The difficulty of the defendant’s 'situation, in my opinion, is that he was a mere stranger to the plaintiff at the time he bought. Between them there were neither relations of trust or confidence, as those between debtor and creditor, mortgagor and mortgagee. Hence plaintiff was under no obligation to keep down the taxes for the benefit of the tax purchaser and his vendee; particularly in view of the fact that the purchaser had assumed those very taxes as a part of the price he was to pay.

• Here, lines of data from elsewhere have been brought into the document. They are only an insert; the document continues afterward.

use crate::{
    descriptor::{TypeDefinition, TypeDescriptor},
    introspect::{DynamicMembers, LeafClassifier, LeafKind, TypeIntrospector},
    metadata::MetadataProcessor,
};

/// Borrowed bundle of collaborators threaded through one generation.
#[derive(Clone, Copy)]
pub struct SchemaContext<'a> {
    pub introspector: &'a dyn TypeIntrospector,
    pub leaves: &'a dyn LeafClassifier,
    pub metadata: &'a dyn MetadataProcessor,
    pub dynamic_members: Option<&'a dyn DynamicMembers>,
    /// Keyword under which composite nodes record their type name.
    pub identity_keyword: Option<&'a str>,
}

/// How a [`TypeDescriptor`] is going to be rendered.
#[derive(Debug)]
pub enum Classified<'a> {
    Leaf(LeafKind),
    Array(&'a TypeDescriptor),
    Composite(&'a TypeDefinition),
    /// Neither a known leaf nor a registered composite.
    Unknown,
}

impl<'a> SchemaContext<'a> {
    pub fn new(
        introspector: &'a dyn TypeIntrospector,
        leaves: &'a dyn LeafClassifier,
        metadata: &'a dyn MetadataProcessor,
    ) -> Self {
        Self {
            introspector,
            leaves,
            metadata,
            dynamic_members: None,
            identity_keyword: None,
        }
    }

    pub fn with_dynamic_members(mut self, hook: &'a dyn DynamicMembers) -> Self {
        self.dynamic_members = Some(hook);
        self
    }

    pub fn with_identity_keyword(mut self, keyword: &'a str) -> Self {
        self.identity_keyword = Some(keyword);
        self
    }

    /// Leaf classification wins over a composite definition of the same name.
    pub fn classify<'d>(&self, descriptor: &'d TypeDescriptor) -> Classified<'d>
    where
        'a: 'd,
    {
        match descriptor {
            TypeDescriptor::Array { array } => Classified::Array(array),
            TypeDescriptor::Named(name) => {
                if let Some(kind) = self.leaves.classify(name) {
                    Classified::Leaf(kind)
                } else if let Some(def) = self.introspector.definition(name) {
                    Classified::Composite(def)
                } else {
                    Classified::Unknown
                }
            }
        }
    }
}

For these reasons I concur.

Mr. Justice Breaux dissents.

Application nor Rehearing.

The court has had under careful consideration the application for the rehearing in this case. There is but one issue, at least in this sense, i. e., that determined against the purchaser on the character of his title acquired at the tax sale, renders wholly unnecessary any notice of other issues. The court is not to be, therefore, understood as dealing with the provisions of law, so largely discussed, of the right of the owner to redeem. The controlling question is, the character of the title passed to the purchaser at the tax sale under the Act No. 82 of 1884. If the tax purchaser obtained no title under that act he is without interest to contest the relinquishment of the right of the State by permitting the owner to redeem. The construction of this act of 1884, as to the title of the tax-sale purchaser, received the fullest consideration in the Martinez case, not presenting, it is true, the phase of controversy in this case. The decision in this ease was not reached without the fullest consideration of the bearing of that decision, with all the qualifications suggested by the v ried form of this litigation, and not without the appreciation of the argu*928ment advanced in the original brief, and those filed on ihe rehearing. It was the conclusion of the court that the reasoning of the court in the Martinez case controlled the decision here. We adhere to the decision in this case, and refuse the rehearing.